Liberal Democrat Sarah Olney seized the Richmond Park constituency and Munira Wilson held on to the party’s seat in Twickenham at this general election.
Back in 2017, the Richmond Park seat went to Conservative MP Zac Goldsmith, who won by a mere 45-vote majority.
But this time around, Olney of the Liberal Democrats took the highly contested seat from Goldsmith, with a convincing majority of 7,766 votes.
“This has been quite a depressing election,” said the newly elected MP after her victory.
“It’s been conducted in a really trivial and banal way. As I’ve been around the constituency and talking to voters, they have felt an extreme degree of confusion about how they’re going to vote and what they want to use their vote for.”
When Olney begrudgingly mentioned the overall results of the exit poll, she was met with a display of enthusiastic applause from the Tory audience members and runner up Goldsmith.
At the end of a successful night for the Conservatives, Goldsmith said he was pleased his party will “finally get Brexit done”, while Olney expressed her disappointment at the Tory dominance of the general election.
“We’re going to suffer from the economic and security issues that we’re going to face as a result of a hard-Brexit,” she said.

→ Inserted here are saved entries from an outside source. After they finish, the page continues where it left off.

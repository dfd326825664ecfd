//! Core traits and types for the caching system.

use color_eyre::Result;
use serde::{de::DeserializeOwned, Serialize};

use super::category::{Category, Table};
use super::clock::Timestamp;

/// A record that can be persisted in one of the category tables.
///
/// Implementors provide their natural key and the table they live in.
pub trait Cacheable: Clone + Send + Sync + Serialize + DeserializeOwned {
  /// Natural key of the record inside its table (e.g., skill id, settlement id)
  fn record_id(&self) -> String;

  /// Table this record type is stored in
  fn table() -> Table;
}

/// A cached record that can be turned back into the shape the remote API returns.
///
/// The forward direction is the per-category mapper passed to the cache layer;
/// this is the inverse, so cache hits and misses hand callers the same type.
pub trait CachedRecord: Cacheable {
  type Remote;

  /// Rebuild the remote shape, decoding any nested fields stored as JSON strings.
  fn restore(self) -> Result<Self::Remote>;
}

/// Logical cache slot identifier.
///
/// Identical logical queries must produce identical keys so they hit the same slot.
pub trait CacheKey {
  /// Stable string key (e.g., "skills", "settlements-7-all")
  fn cache_key(&self) -> String;

  /// Category recorded in the metadata entry
  fn category(&self) -> Category;

  /// Human-readable description for logs
  fn description(&self) -> String;
}

impl CacheKey for (String, Category) {
  fn cache_key(&self) -> String {
    self.0.clone()
  }

  fn category(&self) -> Category {
    self.1
  }

  fn description(&self) -> String {
    self.0.clone()
  }
}

/// Result from a cache operation, including data and metadata about the source.
#[derive(Debug, Clone)]
pub struct CacheResult<T> {
  /// The actual data
  pub data: T,
  /// Where the data came from
  pub source: CacheSource,
  /// When the served copy was written to the store (if from cache)
  pub cached_at: Option<Timestamp>,
}

impl<T> CacheResult<T> {
  /// Create a new cache result from fresh network data.
  pub fn from_network(data: T) -> Self {
    Self {
      data,
      source: CacheSource::Network,
      cached_at: None,
    }
  }

  /// Create a new cache result from cached data.
  pub fn from_cache(data: T, cached_at: Option<Timestamp>, is_stale: bool) -> Self {
    Self {
      data,
      source: if is_stale {
        CacheSource::CacheStale
      } else {
        CacheSource::CacheFresh
      },
      cached_at,
    }
  }

  /// Create a new cache result served because the remote fetch failed.
  pub fn offline(data: T, cached_at: Option<Timestamp>) -> Self {
    Self {
      data,
      source: CacheSource::Offline,
      cached_at,
    }
  }

  pub fn map<U>(self, f: impl FnOnce(T) -> U) -> CacheResult<U> {
    CacheResult {
      data: f(self.data),
      source: self.source,
      cached_at: self.cached_at,
    }
  }

  /// Whether the data may be older than its TTL.
  pub fn is_stale(&self) -> bool {
    matches!(self.source, CacheSource::CacheStale | CacheSource::Offline)
  }
}

/// Indicates where cached data came from.
#[derive(Debug, Clone, Copy, PartialEq, Eq)]
pub enum CacheSource {
  /// Fresh data from network
  Network,
  /// Data from cache, still considered fresh
  CacheFresh,
  /// Data from cache read without a freshness check (stale-first paint)
  CacheStale,
  /// Network failed, serving whatever the cache had
  Offline,
}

“I’m going to continue to stand up for the values of tolerance, fairness and unity in this country.”
Meanwhile the result went as expected in Twickenham as Munira Wilson, the successor of former Lib Dem leader Vince Cable, retained the party’s seat with a whopping majority of 14,121 votes.
Wilson said her first action as MP would be to invite South Western Railway and RMT to her office to discuss how to end the strikes, which she says are causing “misery to tens of thousands of people”.
Wilson also said she will continue to fight against the expansion of Heathrow Airport and focus on school funding, in particular the crisis of SEND funding.
“The people of Twickenham understand the impact that Brexit will have on our economy, jobs, schools and our NHS,” she added.
A voter turnout of 79 per cent in Richmond Park made it the highest in the country at this year’s election.
It was another impressive turnout this year in Twickenham with 76.3 per cent – a slight drop from 79.5 per cent two years ago, which was the highest in the UK at the time.